Domande da interrogazione
- Qual è la definizione di disabile e come è cambiata nel tempo?
- Come si è evoluta l'attenzione dello Stato italiano verso i disabili?
- Qual è il ruolo della Costituzione italiana nella tutela dei disabili?
Il disabile è una persona con menomazioni fisiche o mentali che la pongono in condizione di inferiorità rispetto agli altri. Storicamente, le persone disabili hanno vissuto in condizioni difficili, con un crescente interesse da parte dello Stato solo a partire dalla Rivoluzione francese, mentre fino al XX secolo l'attenzione verso i loro bisogni educativi è stata molto limitata.

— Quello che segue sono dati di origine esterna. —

//! Error definitions for the chord tables

use crate::chord::Chord;
use crate::controller::Button;
use thiserror::Error;

#[derive(Debug, Error, Clone, PartialEq, Eq)]
pub enum MappingError {
    /// An input must own exactly one bit
    #[error("Button {button} must map to exactly one chord bit, got {chord}")]
    NotSingleBit { button: Button, chord: Chord },

    #[error("Button {button} reuses chord bit {chord}, which is already taken")]
    BitCollision { button: Button, chord: Chord },

    #[error("Button {0} is mapped more than once")]
    DuplicateButton(Button),

    #[error("Button {0} has no chord bit")]
    UnmappedButton(Button),

    #[error("Chord {0} is bound more than once")]
    DuplicateChord(Chord),

    #[error("Chord {0} uses bits reserved for modifiers")]
    ModifierOverlap(Chord),

    #[error("Cannot bind the empty chord")]
    EmptyChord,

    /// Not a configuration problem: the chord simply has no output
    #[error("No output bound to chord {0}")]
    UnboundChord(Chord),
}
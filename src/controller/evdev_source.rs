use crate::controller::{
    ButtonEvent, ButtonSource, DeviceLayout, InputClassifier, RawInput, SourceError,
};
use evdev::{Device, EventStream};
use std::collections::VecDeque;
use tracing::{debug, info};

/// [`ButtonSource`] reading one kernel input device
pub struct EvdevSource {
    name: String,
    stream: Option<EventStream>,
    classifier: InputClassifier,
    // One raw event can release several pad directions at once
    pending: VecDeque<ButtonEvent>,
}

impl EvdevSource {
    /// Takes over `device`, optionally grabbing it so its events stop reaching
    /// the rest of the system
    pub fn open(mut device: Device, layout: &DeviceLayout, grab: bool) -> Result<Self, SourceError> {
        let name = device.name().unwrap_or("unnamed device").to_string();

        if grab {
            device.grab()?;
            info!("Grabbed input device {}", name);
        }

        let stream = device.into_event_stream()?;
        debug!("Opened event stream for {}", name);

        Ok(Self {
            name,
            stream: Some(stream),
            classifier: InputClassifier::new(layout),
            pending: VecDeque::new(),
        })
    }

    pub fn name(&self) -> &str {
        &self.name
    }
}

impl ButtonSource for EvdevSource {
    async fn read_event(&mut self) -> Result<ButtonEvent, SourceError> {
        loop {
            if let Some(event) = self.pending.pop_front() {
                return Ok(event);
            }

            let stream = self.stream.as_mut().ok_or(SourceError::Closed)?;
            let raw = RawInput::from(stream.next_event().await?);
            self.pending.extend(self.classifier.classify(raw)?);
        }
    }

    fn close(&mut self) {
        if self.stream.take().is_some() {
            info!("Closed input device {}", self.name);
        } else {
            debug!("Input device {} already closed", self.name);
        }
        self.pending.clear();
    }
}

Fino agli anni Sessanta, lo Stato si era disinteressato della scolarità dei disabili, delegando la loro istruzione a enti privati e religiosi. Nonostante l'articolo 38 della Costituzione imponesse l'intervento statale, molte norme rimasero inadempiute per anni, evidenziando una mancanza di attenzione verso i diritti dei disabili.
La Costituzione italiana, attraverso l'articolo 38, obbliga lo Stato a intervenire a favore dei disabili. Tuttavia, l'applicazione di queste norme è stata lenta e spesso inadeguata, con un disinteresse che ha caratterizzato gran parte del periodo post-bellico fino agli anni Sessanta.